Trading Stocks From the Oval Office
Trump’s latest federal disclosure showed more than 3,700 stock trades in the first three months of the year, worth tens of millions of dollars. No sitting president in the modern era has traded individual stocks like this.
The conflicts aren’t subtle. He bought more than $1 million of Dell stock early in the year, around the same time he was telling Americans to “go out and buy a Dell.” Dell’s founder and his wife had just pledged $6.25 billion to fund government “Trump Accounts” for children, and the Pentagon soon announced a $9.7 billion contract with the company.
Then there was oil. In March, about a month into the Iran war, Trump announced “productive” talks with Iran. Oil prices fell on the news. That same day, his brokerage account spent the session buying oil stocks. He moved the market, then traded it, in a matter of hours.

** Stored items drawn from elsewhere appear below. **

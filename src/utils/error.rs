use thiserror::Error;

#[derive(Error, Debug)]
pub enum WordtoneError {
    #[error("API request failed: {0}")]
    ApiError(#[from] reqwest::Error),

    #[error("Word service returned HTTP {status} for {relation} lookup")]
    HttpStatusError { relation: String, status: u16 },

    #[error("Malformed word service response: {message}")]
    MalformedResponseError { message: String },

    #[error("IO error: {0}")]
    IoError(#[from] std::io::Error),

    #[error("OSC encoding error: {message}")]
    EncodeError { message: String },

    #[error("OSC decoding error: {message}")]
    DecodeError { message: String },

    #[error("Configuration error in '{field}': {message}")]
    ConfigValidationError { field: String, message: String },

    #[error("Invalid value '{value}' for '{field}': {reason}")]
    InvalidConfigValueError {
        field: String,
        value: String,
        reason: String,
    },
}

#[derive(Debug, Clone, Copy, PartialEq, Eq)]
pub enum ErrorCategory {
    Configuration,
    Network,
    Data,
    Transport,
}

#[derive(Debug, Clone, Copy, PartialEq, Eq, PartialOrd, Ord)]
pub enum ErrorSeverity {
    Medium,
    High,
    Critical,
}

impl WordtoneError {
    pub fn category(&self) -> ErrorCategory {
        match self {
            Self::ApiError(_) | Self::HttpStatusError { .. } => ErrorCategory::Network,
            Self::MalformedResponseError { .. } => ErrorCategory::Data,
            Self::IoError(_) | Self::EncodeError { .. } | Self::DecodeError { .. } => {
                ErrorCategory::Transport
            }
            Self::ConfigValidationError { .. } | Self::InvalidConfigValueError { .. } => {
                ErrorCategory::Configuration
            }
        }
    }

    pub fn severity(&self) -> ErrorSeverity {
        match self.category() {
            ErrorCategory::Configuration => ErrorSeverity::High,
            ErrorCategory::Network | ErrorCategory::Data => ErrorSeverity::Medium,
            ErrorCategory::Transport => ErrorSeverity::Critical,
        }
    }

    /// Process exit code for the CLI. Always non-zero.
    pub fn exit_code(&self) -> i32 {
        match self.severity() {
            ErrorSeverity::High => 1,
            ErrorSeverity::Medium => 2,
            ErrorSeverity::Critical => 3,
        }
    }

    pub fn user_friendly_message(&self) -> String {
        match self {
            Self::ApiError(e) if e.is_timeout() => {
                "The word service did not answer in time".to_string()
            }
            Self::ApiError(_) => "Could not reach the word service".to_string(),
            Self::HttpStatusError { relation, status } => {
                format!("The word service rejected the {} lookup (HTTP {})", relation, status)
            }
            Self::MalformedResponseError { .. } => {
                "The word service answered with data that could not be read".to_string()
            }
            Self::IoError(e) => format!("Could not send OSC messages: {}", e),
            Self::EncodeError { message } | Self::DecodeError { message } => {
                format!("Invalid OSC message: {}", message)
            }
            other => other.to_string(),
        }
    }

    pub fn recovery_suggestion(&self) -> &'static str {
        match self.category() {
            ErrorCategory::Configuration => "Check the command line flags and the config file",
            ErrorCategory::Network => {
                "Check your network connection or raise --timeout-secs, then run again"
            }
            ErrorCategory::Data => "Check that --endpoint points at a Datamuse-compatible API",
            ErrorCategory::Transport => "Check --host/--port and that the receiver host is reachable",
        }
    }
}

pub type Result<T> = std::result::Result<T, WordtoneError>;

He Took Down the Rules First
None of this happened by accident. Trump dismantled the guardrails before he started cashing in. He skipped the ethics pledge he had taken in his first term and rescinded the ethics rules Biden put in place. Early in 2025 he fired the director of the Office of Government Ethics, which has had no permanent head since. The 2024 Supreme Court ruling on presidential immunity, which shields a president from prosecution for “official” acts, can be read broadly enough to feel like a blank check. He has also staffed his second term with advisers not known for pushing back.
The IRS Fight
A settlement Trump secured would bar the IRS from auditing past returns filed by him or his family, a provision that could reportedly save him $100 million if he were ever found to have committed tax fraud. On May 29, a federal judge in Florida reopened his lawsuit against the IRS to weigh whether the whole thing was an abuse of the court system.
The Bottom Line
The White House insists there are no conflicts. “This is the same, tired narrative that Democrats have pushed against President Trump for a decade,” said principal deputy press secretary Anna Kelly. “President Trump only acts in the best interests of the American public.”
So consider the record. His net worth tripled. His sons made hundreds of millions. Foreign governments put money into his crypto firm and got policy in return. He traded stocks on information only he had. He tried to wall off his own tax returns from the IRS. He fired the ethics director and tore up the ethics rules. If that is what acting in the best interests of the American public looks like, the public might want a closer look.
He ran on draining the swamp. Now he’s charging admission.